[Source records]
┄┄┄┄┄┄┄┄┄┄┄┄┄┄┄┄┄┄┄┄
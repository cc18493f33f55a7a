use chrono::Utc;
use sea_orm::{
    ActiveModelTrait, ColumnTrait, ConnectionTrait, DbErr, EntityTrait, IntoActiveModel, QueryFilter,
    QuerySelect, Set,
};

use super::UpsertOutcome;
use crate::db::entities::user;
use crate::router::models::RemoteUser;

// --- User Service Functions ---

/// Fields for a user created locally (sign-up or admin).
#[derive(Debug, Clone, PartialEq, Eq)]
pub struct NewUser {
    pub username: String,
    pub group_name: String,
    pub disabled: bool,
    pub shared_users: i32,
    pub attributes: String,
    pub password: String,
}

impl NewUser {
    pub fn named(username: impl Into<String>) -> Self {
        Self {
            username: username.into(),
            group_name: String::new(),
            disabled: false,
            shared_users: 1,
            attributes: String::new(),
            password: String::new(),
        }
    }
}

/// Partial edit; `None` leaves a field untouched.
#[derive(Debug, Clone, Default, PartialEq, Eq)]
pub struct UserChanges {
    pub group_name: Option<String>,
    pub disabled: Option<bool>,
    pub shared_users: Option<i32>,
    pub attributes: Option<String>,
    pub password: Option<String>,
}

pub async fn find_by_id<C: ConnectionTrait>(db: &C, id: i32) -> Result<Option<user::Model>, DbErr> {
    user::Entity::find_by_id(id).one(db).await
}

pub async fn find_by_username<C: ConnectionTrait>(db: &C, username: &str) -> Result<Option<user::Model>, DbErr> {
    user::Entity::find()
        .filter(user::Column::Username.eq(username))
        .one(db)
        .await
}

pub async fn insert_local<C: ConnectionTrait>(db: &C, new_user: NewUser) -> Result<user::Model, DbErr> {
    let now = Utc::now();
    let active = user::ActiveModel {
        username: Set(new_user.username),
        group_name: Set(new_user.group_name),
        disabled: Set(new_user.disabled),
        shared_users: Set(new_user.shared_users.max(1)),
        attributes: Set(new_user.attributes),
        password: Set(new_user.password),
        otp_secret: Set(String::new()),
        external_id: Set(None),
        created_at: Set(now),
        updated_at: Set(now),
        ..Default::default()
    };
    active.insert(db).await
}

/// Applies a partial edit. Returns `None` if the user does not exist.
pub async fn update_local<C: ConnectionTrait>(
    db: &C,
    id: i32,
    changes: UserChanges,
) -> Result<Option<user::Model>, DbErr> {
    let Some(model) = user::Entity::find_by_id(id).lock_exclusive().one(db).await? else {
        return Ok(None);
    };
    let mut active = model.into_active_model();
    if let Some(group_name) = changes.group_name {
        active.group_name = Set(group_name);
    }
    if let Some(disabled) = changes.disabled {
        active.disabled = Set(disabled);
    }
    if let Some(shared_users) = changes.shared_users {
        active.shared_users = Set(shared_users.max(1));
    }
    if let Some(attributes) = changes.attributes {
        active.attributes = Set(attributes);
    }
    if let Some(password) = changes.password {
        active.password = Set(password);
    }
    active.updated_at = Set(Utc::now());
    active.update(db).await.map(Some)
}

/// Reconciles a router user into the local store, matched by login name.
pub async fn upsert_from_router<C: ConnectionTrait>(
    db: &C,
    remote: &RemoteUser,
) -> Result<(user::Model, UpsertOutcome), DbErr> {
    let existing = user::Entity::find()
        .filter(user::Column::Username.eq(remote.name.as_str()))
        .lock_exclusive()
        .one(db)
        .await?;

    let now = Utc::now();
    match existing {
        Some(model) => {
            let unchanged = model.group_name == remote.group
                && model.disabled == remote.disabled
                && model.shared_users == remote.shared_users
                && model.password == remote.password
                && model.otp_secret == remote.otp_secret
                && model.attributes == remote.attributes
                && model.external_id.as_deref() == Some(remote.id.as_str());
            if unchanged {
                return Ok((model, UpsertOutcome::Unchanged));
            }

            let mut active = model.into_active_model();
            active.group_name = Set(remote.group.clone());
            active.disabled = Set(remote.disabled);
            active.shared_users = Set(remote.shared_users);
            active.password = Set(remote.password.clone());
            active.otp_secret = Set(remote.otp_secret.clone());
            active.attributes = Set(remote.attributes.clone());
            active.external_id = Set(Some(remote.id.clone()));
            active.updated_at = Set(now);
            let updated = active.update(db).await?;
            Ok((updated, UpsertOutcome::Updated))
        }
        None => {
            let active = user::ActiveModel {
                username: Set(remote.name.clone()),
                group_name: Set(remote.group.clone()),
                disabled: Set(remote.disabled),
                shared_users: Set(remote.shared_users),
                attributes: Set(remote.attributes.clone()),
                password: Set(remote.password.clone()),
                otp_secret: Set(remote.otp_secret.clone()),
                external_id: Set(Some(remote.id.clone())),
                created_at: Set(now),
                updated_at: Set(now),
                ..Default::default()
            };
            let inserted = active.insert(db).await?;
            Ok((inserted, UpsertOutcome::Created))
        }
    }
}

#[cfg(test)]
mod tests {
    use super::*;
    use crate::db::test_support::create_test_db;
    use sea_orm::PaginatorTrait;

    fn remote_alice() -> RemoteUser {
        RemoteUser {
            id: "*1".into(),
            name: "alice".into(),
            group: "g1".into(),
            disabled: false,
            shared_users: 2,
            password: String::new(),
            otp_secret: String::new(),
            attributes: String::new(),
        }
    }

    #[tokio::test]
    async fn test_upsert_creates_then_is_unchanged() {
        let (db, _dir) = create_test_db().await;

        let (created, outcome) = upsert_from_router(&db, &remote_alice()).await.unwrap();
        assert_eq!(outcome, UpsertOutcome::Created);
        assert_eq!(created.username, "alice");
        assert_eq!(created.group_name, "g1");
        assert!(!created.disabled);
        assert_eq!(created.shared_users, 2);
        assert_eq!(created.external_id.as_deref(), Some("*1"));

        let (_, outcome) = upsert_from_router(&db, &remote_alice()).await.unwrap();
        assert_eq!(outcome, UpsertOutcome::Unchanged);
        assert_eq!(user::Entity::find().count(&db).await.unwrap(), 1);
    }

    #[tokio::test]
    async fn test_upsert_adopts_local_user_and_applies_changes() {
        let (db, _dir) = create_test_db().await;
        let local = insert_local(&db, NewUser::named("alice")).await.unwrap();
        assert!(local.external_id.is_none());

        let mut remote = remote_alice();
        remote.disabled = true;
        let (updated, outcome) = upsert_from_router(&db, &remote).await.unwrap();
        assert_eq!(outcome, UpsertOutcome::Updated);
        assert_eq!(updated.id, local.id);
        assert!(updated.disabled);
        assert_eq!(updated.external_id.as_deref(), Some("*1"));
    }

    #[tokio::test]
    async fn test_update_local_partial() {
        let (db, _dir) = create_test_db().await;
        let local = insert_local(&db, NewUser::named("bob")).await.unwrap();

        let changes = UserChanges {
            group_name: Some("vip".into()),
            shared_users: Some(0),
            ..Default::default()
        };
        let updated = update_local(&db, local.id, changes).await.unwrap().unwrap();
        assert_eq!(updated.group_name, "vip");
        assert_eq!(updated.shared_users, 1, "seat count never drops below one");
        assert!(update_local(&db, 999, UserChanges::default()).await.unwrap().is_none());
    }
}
┄┄┄┄┄┄┄┄┄┄┄┄┄┄┄┄┄┄┄┄
# Work instruction
What is needed is a word-for-word copy of the records above, from the first line through the line that contains "use crate::router::models::RemoteUser;".

# Completed task
repository cc18493f33f55a7a
use chrono::Utc;
use sea_orm::{
    ActiveModelTrait, ColumnTrait, ConnectionTrait, DbErr, EntityTrait, IntoActiveModel, QueryFilter,
    QuerySelect, Set,
};

use super::UpsertOutcome;
use crate::db::entities::user;
use crate::router::models::RemoteUser;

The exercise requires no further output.